The European Parliament has approved key Fit for 55 directives and regulations at first reading. These measures aim to cut greenhouse gas emissions by at least 55% by 2030 (compared with 1990) and strive for climate neutrality by 2050. They encompass reforms to the EU Emissions Trading System (EU ETS) and the new Carbon Border Adjustment Mechanism (CBAM). The Social Climate Fund (SCF) was also established. Some members of Solidarna Polska are urging a suspension of the ETS, while Semeniuk-Patkowska noted in the PAP Studio that Poland should consider her party’s proposals in light of Parliament’s directives. She stated that exiting the ETS would strain already fragile relationships among member states and warned that Solidarna Polska represents a radical wing of the United Right on climate policy.

EU pressure and economic balance

There is a need to assess both political motives and economic consequences. The Deputy Minister emphasized the importance of weighing the impact on the economy, including the flow of goods and services, as the bloc moves to implement tighter climate rules.

When asked about ongoing talks on the coalition partner’s proposals, she replied that no discussions had been heard. She warned that leaving the ETS could be used by Brussels to influence funding flows to Poland, describing such a move as leverage in Brussels’ hands.

She added that these conversations should include considerations of Poland’s ongoing EU membership and the willingness to engage with the EU on a regular basis.

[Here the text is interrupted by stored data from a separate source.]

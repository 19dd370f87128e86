//! Memory Store operations: validation, permission checks, encryption and
//! embedding around a [`MemoryRepository`].

use std::sync::Arc;
use std::time::Duration;

use chrono::{DateTime, Utc};
use uuid::Uuid;

use super::store::{MemoryRepository, RecordQuery};
use crate::client::EmbeddingProvider;
use crate::config::Config;
use crate::crypto::TextCipher;
use crate::error::{ClientError, ToolError, ToolResult};
use crate::models::{
    Memory, MemoryFilters, MemoryRecord, Permission, SubmitMemoryInput, UpdateMemoryInput,
};

/// Owner-scoped CRUD over encrypted memories.
#[derive(Clone)]
pub struct MemoryService {
    repo: Arc<dyn MemoryRepository>,
    cipher: Arc<TextCipher>,
    embedder: Arc<dyn EmbeddingProvider>,
    upstream_timeout: Duration,
    max_text_length: usize,
}

impl MemoryService {
    #[must_use]
    pub fn new(
        repo: Arc<dyn MemoryRepository>,
        cipher: TextCipher,
        embedder: Arc<dyn EmbeddingProvider>,
        config: &Config,
    ) -> Self {
        Self {
            repo,
            cipher: Arc::new(cipher),
            embedder,
            upstream_timeout: config.upstream_timeout,
            max_text_length: crate::config::query::MAX_TEXT_LENGTH,
        }
    }

    /// Store a new memory owned by `owner`.
    ///
    /// The embedding is computed first; if it fails nothing is written.
    pub async fn create(&self, owner: Uuid, input: SubmitMemoryInput) -> ToolResult<Memory> {
        self.validate_text(&input.text)?;

        let embedding = self.embed(&input.text).await?;
        let now = Utc::now();
        let record = MemoryRecord {
            id: Uuid::new_v4(),
            owner_id: owner,
            ciphertext: self.cipher.encrypt(&input.text)?,
            permission: input.permission,
            embedding,
            expires_at: input.expiration_date,
            created_at: now,
            updated_at: now,
        };

        self.repo.insert(record.clone()).await?;

        tracing::info!(
            memory_id = %record.id,
            owner_id = %owner,
            permission = %record.permission,
            "Stored memory"
        );
        Ok(Memory::from_record(&record, input.text, now))
    }

    /// Read one memory.
    ///
    /// Owners always see their records; anyone else only public, unexpired ones.
    pub async fn read(&self, id: Uuid, requester: Uuid) -> ToolResult<Memory> {
        let record = self.fetch(id).await?;
        let now = Utc::now();

        if record.owner_id != requester {
            if !record.permission.is_public() {
                return Err(ToolError::permission_denied("This memory is private"));
            }
            if record.is_expired(now) {
                return Err(ToolError::not_found(format!("Memory {id} not found")));
            }
        }

        self.decrypt(&record, now)
    }

    /// Change text, permission or expiration of an owned memory.
    pub async fn update(&self, requester: Uuid, input: UpdateMemoryInput) -> ToolResult<Memory> {
        let mut record = self.fetch_owned(input.memory_id, requester).await?;

        let new_text = match input.text {
            Some(text) => {
                self.validate_text(&text)?;
                let embedding = self.embed(&text).await?;
                record.ciphertext = self.cipher.encrypt(&text)?;
                record.embedding = embedding;
                Some(text)
            }
            None => None,
        };
        if let Some(permission) = input.permission {
            record.permission = permission;
        }
        if input.clear_expiration {
            record.expires_at = None;
        } else if let Some(expiration) = input.expiration_date {
            record.expires_at = Some(expiration);
        }

        let now = Utc::now();
        record.updated_at = now;

        if !self.repo.update(record.clone()).await? {
            return Err(ToolError::not_found(format!("Memory {} not found", record.id)));
        }

        tracing::info!(memory_id = %record.id, text_changed = new_text.is_some(), "Updated memory");

        match new_text {
            Some(text) => Ok(Memory::from_record(&record, text, now)),
            None => self.decrypt(&record, now),
        }
    }

    pub async fn delete(&self, id: Uuid, requester: Uuid) -> ToolResult<()> {
        self.fetch_owned(id, requester).await?;

        if !self.repo.delete(id).await? {
            return Err(ToolError::not_found(format!("Memory {id} not found")));
        }

        tracing::info!(memory_id = %id, "Deleted memory");
        Ok(())
    }

    pub async fn set_permission(
        &self,
        id: Uuid,
        requester: Uuid,
        permission: Permission,
    ) -> ToolResult<Memory> {
        self.update(
            requester,
            UpdateMemoryInput {
                memory_id: id,
                text: None,
                permission: Some(permission),
                expiration_date: None,
                clear_expiration: false,
            },
        )
        .await
    }

    /// List memories visible to `requester`, newest first.
    pub async fn list(&self, requester: Uuid, filters: &MemoryFilters) -> ToolResult<Vec<Memory>> {
        let now = Utc::now();
        let mut records = Vec::new();

        match filters.owner_id {
            Some(owner) if owner != requester => {
                records.extend(self.public_records(owner, now).await?);
            }
            Some(_) => {
                records.extend(self.own_records(requester, filters.include_expired, now).await?);
            }
            None => {
                records.extend(self.own_records(requester, filters.include_expired, now).await?);
                if filters.include_public {
                    let others = self
                        .repo
                        .find(RecordQuery::default().with_permission(Some(Permission::Public)))
                        .await?;
                    records.extend(
                        others
                            .into_iter()
                            .filter(|r| r.owner_id != requester && !r.is_expired(now)),
                    );
                }
            }
        }

        if let Some(permission) = filters.permission {
            records.retain(|r| r.permission == permission);
        }
        records.sort_by(|a, b| b.created_at.cmp(&a.created_at));

        records.iter().map(|r| self.decrypt(r, now)).collect()
    }

    /// The requester's records, expired ones only on request.
    pub(crate) async fn own_records(
        &self,
        owner: Uuid,
        include_expired: bool,
        now: DateTime<Utc>,
    ) -> ToolResult<Vec<MemoryRecord>> {
        let records = self.repo.find(RecordQuery::owned_by(owner)).await?;
        Ok(records.into_iter().filter(|r| include_expired || !r.is_expired(now)).collect())
    }

    /// Another user's public, unexpired records.
    pub(crate) async fn public_records(
        &self,
        owner: Uuid,
        now: DateTime<Utc>,
    ) -> ToolResult<Vec<MemoryRecord>> {
        let records = self
            .repo
            .find(RecordQuery::owned_by(owner).with_permission(Some(Permission::Public)))
            .await?;
        Ok(records.into_iter().filter(|r| !r.is_expired(now)).collect())
    }

    /// Embed text under the upstream timeout.
    pub(crate) async fn embed(&self, text: &str) -> ToolResult<Vec<f32>> {
        match tokio::time::timeout(self.upstream_timeout, self.embedder.embed(text)).await {
            Ok(Ok(embedding)) => Ok(embedding),
            Ok(Err(e)) => {
                tracing::warn!(error = %e, retryable = e.is_retryable(), "Embedding request failed");
                Err(ToolError::Upstream(e))
            }
            Err(_) => {
                tracing::warn!(timeout = ?self.upstream_timeout, "Embedding request timed out");
                Err(ToolError::Upstream(ClientError::Timeout(self.upstream_timeout)))
            }
        }
    }

    pub(crate) fn decrypt(&self, record: &MemoryRecord, now: DateTime<Utc>) -> ToolResult<Memory> {
        let text = self.cipher.decrypt(&record.ciphertext)?;
        Ok(Memory::from_record(record, text, now))
    }

    async fn fetch(&self, id: Uuid) -> ToolResult<MemoryRecord> {
        self.repo
            .get(id)
            .await?
            .ok_or_else(|| ToolError::not_found(format!("Memory {id} not found")))
    }

    async fn fetch_owned(&self, id: Uuid, requester: Uuid) -> ToolResult<MemoryRecord> {
        let record = self.fetch(id).await?;
        if record.owner_id != requester {
            return Err(ToolError::permission_denied("Only the owner can modify this memory"));
        }
        Ok(record)
    }

    fn validate_text(&self, text: &str) -> ToolResult<()> {
        if text.trim().is_empty() {
            return Err(ToolError::validation("text", "cannot be empty"));
        }
        let length = text.chars().count();
        if length > self.max_text_length {
            return Err(ToolError::validation(
                "text",
                format!("must be at most {} characters, got {length}", self.max_text_length),
            ));
        }
        Ok(())
    }
}

impl std::fmt::Debug for MemoryService {
    fn fmt(&self, f: &mut std::fmt::Formatter<'_>) -> std::fmt::Result {
        f.debug_struct("MemoryService")
            .field("upstream_timeout", &self.upstream_timeout)
            .field("max_text_length", &self.max_text_length)
            .finish_non_exhaustive()
    }
}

In her view, Tuesday’s votes and the adoption of EU ETS directives indicate that Brussels has not learned from past economic challenges. She suggested that strong economies aim to push sweeping changes in the renewable energy and energy transition processes, which she argues are unrealistic to implement quickly. The EU has grappled with varied economic interests among member states for years, and she believes yesterday’s vote underscores ongoing tensions.

She expressed confidence that the decision to exit the ETS would be canceled and could not be realized.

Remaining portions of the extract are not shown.